Silencio, vacío, oscuridad, la nada.

¿Es esto verdaderamente así, tal como sugiere el significado literal de estas palabras?

¿Cuando alguien -un orador, por ejemplo- no pronuncia palabras, conlleva ese silencio un vacío o la nada?

Esto del silencio tiene su misterio. En él habita, por ejemplo, la respiración -hecho fundamental de la vida- que matiza las creaciones de los artistas. Músicos, escultores, pintores, bailarines, actores. Todos nos vemos afectados -cada cual a su modo- por la respiración que, además de imprimir el carácter individual, conlleva todo un discurso, implícito, que no siempre es fácil percibir e interpretar con acierto.

En el silencio se alojan también los impulsos -gestados en la respiración- y esto afecta de manera igualmente poderosa a quien escribe, a quien pinta, a quien canta. Piensen en los espacios entre pinceladas de Picasso, o Canaletto (sus diferencias), o los espacios entre palabras y párrafos de Robert Walser, de José Ángel Valente o Leopardi.

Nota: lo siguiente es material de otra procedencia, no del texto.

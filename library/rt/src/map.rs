//! Map terms.
//!
//! Small maps are a flat array of key/value pairs sorted by key; once a map
//! grows past [`SMALL_MAP_LIMIT`](crate::heap::SMALL_MAP_LIMIT) entries it is
//! promoted to a 16-ary hash-array-mapped trie whose nodes live on the
//! process heap. Updates path-copy, so existing map terms are never mutated.
//!
//! A trie node packs two 16-bit bitmaps into its header size field: the low
//! half marks slots holding inline key/value entries, the high half marks
//! slots holding child pointers. Hash collisions past the deepest level fall
//! back to a small-map bucket.

use crate::heap::{HeapFull, ProcessHeap, SMALL_MAP_LIMIT};
use crate::term::{BoxKind, OpaqueTerm, Region, Tag};

const BITS_PER_LEVEL: u32 = 4;
const FANOUT: u64 = 1 << BITS_PER_LEVEL;
const LEVEL_MASK: u64 = FANOUT - 1;
const MAX_LEVEL: u32 = 60 / BITS_PER_LEVEL;

fn datamap(packed: usize) -> u16 {
    (packed & 0xffff) as u16
}

fn nodemap(packed: usize) -> u16 {
    ((packed >> 16) & 0xffff) as u16
}

fn pack(datamap: u16, nodemap: u16) -> usize {
    (datamap as usize) | ((nodemap as usize) << 16)
}

/// Total words of a trie node with the given packed bitmaps.
pub(crate) fn node_words(packed: usize) -> usize {
    1 + 2 * datamap(packed).count_ones() as usize + nodemap(packed).count_ones() as usize
}

fn slot_rank(bitmap: u16, index: u32) -> usize {
    (bitmap & ((1u16 << index) - 1)).count_ones() as usize
}

pub fn is_map(heap: &ProcessHeap, term: OpaqueTerm) -> bool {
    matches!(heap.box_kind(term), Some(BoxKind::SmallMap | BoxKind::LargeMap))
}

pub fn map_size(heap: &ProcessHeap, map: OpaqueTerm) -> usize {
    heap.header(map).header_size()
}

/// An empty map (small representation).
pub fn empty_map(heap: &mut ProcessHeap) -> Result<OpaqueTerm, HeapFull> {
    small_map_from_sorted(heap, &[])
}

/// Builds a small map box from interleaved `[k0, v0, k1, v1, …]` already
/// sorted by key.
pub(crate) fn small_map_from_sorted(
    heap: &mut ProcessHeap,
    elems: &[OpaqueTerm],
) -> Result<OpaqueTerm, HeapFull> {
    debug_assert!(elems.len() % 2 == 0);
    let pairs = elems.len() / 2;
    let offset = alloc(heap, 1 + elems.len())?;
    heap.young[offset] = OpaqueTerm::make_header(BoxKind::SmallMap, pairs).raw();
    for (i, elem) in elems.iter().enumerate() {
        heap.young[offset + 1 + i] = elem.raw();
    }
    Ok(OpaqueTerm::make_ptr(Tag::Boxed, Region::Young, offset))
}

/// Builds a map from arbitrary pairs; later duplicates win.
pub fn map_from_pairs(
    heap: &mut ProcessHeap,
    pairs: &[(OpaqueTerm, OpaqueTerm)],
) -> Result<OpaqueTerm, HeapFull> {
    let mut dedup: Vec<(OpaqueTerm, OpaqueTerm)> = Vec::with_capacity(pairs.len());
    for (k, v) in pairs {
        match dedup.iter_mut().find(|(existing, _)| heap.exact_eq(*existing, *k)) {
            Some(entry) => entry.1 = *v,
            None => dedup.push((*k, *v)),
        }
    }
    if dedup.len() <= SMALL_MAP_LIMIT {
        dedup.sort_by(|a, b| heap.compare(a.0, b.0, true));
        let elems: Vec<OpaqueTerm> = dedup.iter().flat_map(|(k, v)| [*k, *v]).collect();
        small_map_from_sorted(heap, &elems)
    } else {
        let mut map = empty_map(heap)?;
        for (k, v) in dedup {
            map = map_put(heap, map, k, v)?;
        }
        Ok(map)
    }
}

pub fn map_get(heap: &ProcessHeap, map: OpaqueTerm, key: OpaqueTerm) -> Option<OpaqueTerm> {
    match heap.box_kind(map) {
        Some(BoxKind::SmallMap) => {
            let pairs = map_size(heap, map);
            for i in 0..pairs {
                let k = OpaqueTerm::from_raw(heap.word(map, 1 + i * 2));
                if heap.exact_eq(k, key) {
                    return Some(OpaqueTerm::from_raw(heap.word(map, 2 + i * 2)));
                }
            }
            None
        }
        Some(BoxKind::LargeMap) => {
            let root = OpaqueTerm::from_raw(heap.word(map, 1));
            let hash = heap.term_hash(key);
            trie_get(heap, root, 0, hash, key)
        }
        _ => None,
    }
}

fn trie_get(
    heap: &ProcessHeap,
    node: OpaqueTerm,
    level: u32,
    hash: u64,
    key: OpaqueTerm,
) -> Option<OpaqueTerm> {
    // Collision buckets at the deepest level are small maps
    if heap.box_kind(node) == Some(BoxKind::SmallMap) {
        return map_get(heap, node, key);
    }
    let packed = heap.header(node).header_size();
    let index = ((hash >> (level * BITS_PER_LEVEL)) & LEVEL_MASK) as u32;
    let bit = 1u16 << index;
    if datamap(packed) & bit != 0 {
        let rank = slot_rank(datamap(packed), index);
        let k = OpaqueTerm::from_raw(heap.word(node, 1 + rank * 2));
        if heap.exact_eq(k, key) {
            return Some(OpaqueTerm::from_raw(heap.word(node, 2 + rank * 2)));
        }
        return None;
    }
    if nodemap(packed) & bit != 0 {
        let data_slots = 2 * datamap(packed).count_ones() as usize;
        let rank = slot_rank(nodemap(packed), index);
        let child = OpaqueTerm::from_raw(heap.word(node, 1 + data_slots + rank));
        return trie_get(heap, child, level + 1, hash, key);
    }
    None
}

Allí habita el sello vital de sus creaciones, independientemente de sus referencias culturales.

Yo trabajo con palabras. El silencio que se abre entre unas y otras es el espacio de la respiración y los impulsos, que crean, también, la gestualidad. El silencio es el lugar para construir una correcta verbalización de las palabras de manera que puedan ser cabalmente percibidas. Y lo es porque permite darles la entonación, el color, la energía y densidad adecuadas para que suenen como únicas, nuevas y vivas. El silencio contiene, también, las palabras no pronunciadas que completan, matizan, o incluso contradicen, aquello que decimos en voz alta.

Pedro Mari Sánchez en ‘La vida es sueño’ (1997).

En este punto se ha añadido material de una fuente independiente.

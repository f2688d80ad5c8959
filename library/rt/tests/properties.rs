//! Property suites for the runtime invariants: process-table pid safety,
//! external-term round-tripping, and heap integrity across collections.

use std::sync::Arc;

use proptest::prelude::*;

use ember_rt::gc::{Collector, Sweep};
use ember_rt::heap::ProcessHeap;
use ember_rt::process::{table, Priority, Process, ProcessId};
use ember_rt::term::{atoms, Atom, OpaqueTerm};
use ember_rt::{etf, map};

fn dummy_process(pid: ProcessId) -> Arc<Process> {
    Arc::new(Process::new(
        pid,
        None,
        Priority::Normal,
        256,
        65535,
        pid,
        (atoms::UNDEFINED, atoms::UNDEFINED, 0),
    ))
}

proptest! {
    /// Table size tracks spawns minus exits, live pids resolve, and a
    /// freed pid's serial never resolves again.
    #[test]
    fn process_table_tracks_spawns_and_exits(ops in proptest::collection::vec(any::<bool>(), 1..200)) {
        let before = table::len();
        let mut live: Vec<ProcessId> = Vec::new();
        let mut dead: Vec<ProcessId> = Vec::new();

        for spawn in ops {
            if spawn || live.is_empty() {
                let pid = table::allocate_pid().unwrap();
                table::insert(dummy_process(pid));
                live.push(pid);
            } else {
                let pid = live.swap_remove(0);
                table::remove(pid);
                dead.push(pid);
            }
        }

        prop_assert_eq!(table::len(), before + live.len());
        for pid in &live {
            prop_assert!(table::lookup(*pid).is_some(), "live pid {} must resolve", pid);
        }
        for pid in &dead {
            // The number may have been reused, but never with our serial
            if let Some(found) = table::lookup(*pid) {
                prop_assert_ne!(found.pid().serial(), pid.serial());
            }
        }

        for pid in live {
            table::remove(pid);
        }
    }
}

/// A strategy for closed terms, built bottom-up on a fragment heap as a
/// construction recipe (the heap itself is not `Clone`).
#[derive(Debug, Clone)]
enum TermShape {
    Int(i64),
    BigMul(i64),
    Float(f64),
    Atom(u8),
    Nil,
    Binary(Vec<u8>),
    List(Vec<TermShape>),
    Tuple(Vec<TermShape>),
    Map(Vec<(TermShape, TermShape)>),
}

fn term_shape() -> impl Strategy<Value = TermShape> {
    let leaf = prop_oneof![
        any::<i64>().prop_map(TermShape::Int),
        (1i64..i64::MAX).prop_map(TermShape::BigMul),
        any::<f64>().prop_filter("finite floats", |f| f.is_finite()).prop_map(TermShape::Float),
        (0u8..8).prop_map(TermShape::Atom),
        Just(TermShape::Nil),
        proptest::collection::vec(any::<u8>(), 0..96).prop_map(TermShape::Binary),
    ];
    leaf.prop_recursive(3, 48, 6, |inner| {
        prop_oneof![
            proptest::collection::vec(inner.clone(), 0..6).prop_map(TermShape::List),
            proptest::collection::vec(inner.clone(), 0..6).prop_map(TermShape::Tuple),
            proptest::collection::vec((inner.clone(), inner), 0..6).prop_map(TermShape::Map),
        ]
    })
}

fn build_term(heap: &mut ProcessHeap, shape: &TermShape) -> OpaqueTerm {
    match shape {
        TermShape::Int(value) => heap.integer(*value).unwrap(),
        TermShape::BigMul(value) => {
            heap.big(num_bigint::BigInt::from(*value) * i64::MAX).unwrap()
        }
        TermShape::Float(value) => heap.float(*value).unwrap(),
        TermShape::Atom(index) => {
            let names = ["alpha", "beta", "gamma", "delta", "ok", "error", "true", "false"];
            OpaqueTerm::make_atom(Atom::intern(names[*index as usize]).unwrap())
        }
        TermShape::Nil => OpaqueTerm::NIL,
        TermShape::Binary(bytes) => heap.binary(bytes).unwrap(),
        TermShape::List(elems) => {
            let elems: Vec<OpaqueTerm> =
                elems.iter().map(|shape| build_term(heap, shape)).collect();
            heap.list_from_slice(&elems, OpaqueTerm::NIL).unwrap()
        }
        TermShape::Tuple(elems) => {
            let elems: Vec<OpaqueTerm> =
                elems.iter().map(|shape| build_term(heap, shape)).collect();
            heap.tuple(&elems).unwrap()
        }
        TermShape::Map(pairs) => {
            let pairs: Vec<(OpaqueTerm, OpaqueTerm)> = pairs
                .iter()
                .map(|(k, v)| (build_term(heap, k), build_term(heap, v)))
                .collect();
            map::map_from_pairs(heap, &pairs).unwrap()
        }
    }
}

proptest! {
    #![proptest_config(ProptestConfig::with_cases(64))]

    /// decode(encode(T)) is structurally equal to T, and encoding the
    /// decoded value is byte-identical.
    #[test]
    fn external_term_format_round_trips(shape in term_shape()) {
        let mut src = ProcessHeap::fragment();
        let term = build_term(&mut src, &shape);
        let encoded = etf::encode(&src, term).unwrap();

        let mut dst = ProcessHeap::fragment();
        let decoded = etf::decode(&mut dst, &encoded).unwrap();
        let reencoded = etf::encode(&dst, decoded).unwrap();
        prop_assert_eq!(&encoded, &reencoded);

        let mut merged = ProcessHeap::fragment();
        let a = merged.copy_from(&src, term).unwrap();
        let b = merged.copy_from(&dst, decoded).unwrap();
        prop_assert!(merged.exact_eq(a, b));
    }

    /// After minor and full collections every live pointer still
    /// dereferences to the same structural value, and off-heap data stays
    /// owned.
    #[test]
    fn collections_preserve_reachable_structure(shape in term_shape()) {
        let mut heap = ProcessHeap::fragment();
        let mut root = build_term(&mut heap, &shape);
        // Unreachable garbage interleaved with the live structure
        for filler in 0..16 {
            heap.tuple(&[OpaqueTerm::make_small(filler)]).unwrap();
        }

        let before = etf::encode(&heap, root).unwrap();

        let mut gc = Collector::begin(&mut heap, Sweep::Minor, 0);
        root = gc.evacuate(root);
        gc.finish(&mut heap, 0);
        prop_assert_eq!(&etf::encode(&heap, root).unwrap(), &before);

        let mut gc = Collector::begin(&mut heap, Sweep::Full, 0);
        root = gc.evacuate(root);
        gc.finish(&mut heap, 0);
        prop_assert_eq!(&etf::encode(&heap, root).unwrap(), &before);

        // Off-heap data the term references is still owned: its Arc lives
        // in the heap's owner table
        prop_assert!(heap.young_used() + heap.old_used() > 0 || before.len() <= 16);
    }
}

Lo cierto es que este asunto siempre me ha dado vueltas en la cabeza.

Hace años, con motivo de las representaciones de ‘La vida es sueño’ con la Compañía Nacional de Teatro Clásico, que dirigió -para mi fortuna- Ariel García Valdés en los tiempos del gran Adolfo Marsillach, me hicieron una entrevista en la que hablamos largo rato sobre la importancia del texto; en él residía todo, todo en él se contenía y todo lo condicionaba, para bien o para mal.

Recuerdo muy bien que, ante la grandeza de un personaje tan majestuosamente construido por Calderón como lo es Segismundo, me preguntaron qué espacio me quedaba a mí, como intérprete, a la hora de encarnarlo.

Me vino a la cabeza de inmediato esto de lo que les estoy hablando: el silencio, la respiración, el espacio -perceptible o no- que se abre entre las palabras.

Mi respuesta fue: yo escribo el silencio.

La palabra como constructora de mundos

La Orden Literaria Francisco de Quevedo me invitó a ser mantenedor de la última edición de su Certamen Poético. Me pareció, entonces, que se trataba de una magnífica ocasión para explicar mi visión -comprobada a lo largo de toda una vida trabajando con ellas- del poder y el alcance que tienen las palabras.

Podemos usar las palabras para construir el mundo. Y hacer que sea un hermoso mundo. O podemos empobrecerlo, usando mal las palabras. Podemos, incluso, llegar a destruirlo.

 

Cicerón decía que un buen orador es capaz de llevar al precipicio a una multitud. Pero también decía que un orador solo es tal si la limpieza de espíritu y su compromiso con la verdad sustentan sus discursos.

El misterio acerca de cómo surge el lenguaje tiene paralelismos con los mitos de la Creación en muy diversas culturas. Yo creo que el lenguaje surge para poder entender el Universo. Ambos se expanden pero, ¿experimentarán ambos una deceleración y volverán a comprimirse hasta volver a la nada, la oscuridad de la conciencia?

El lenguaje, en mi opinión, sí se está comprimiendo. Y empobreciendo.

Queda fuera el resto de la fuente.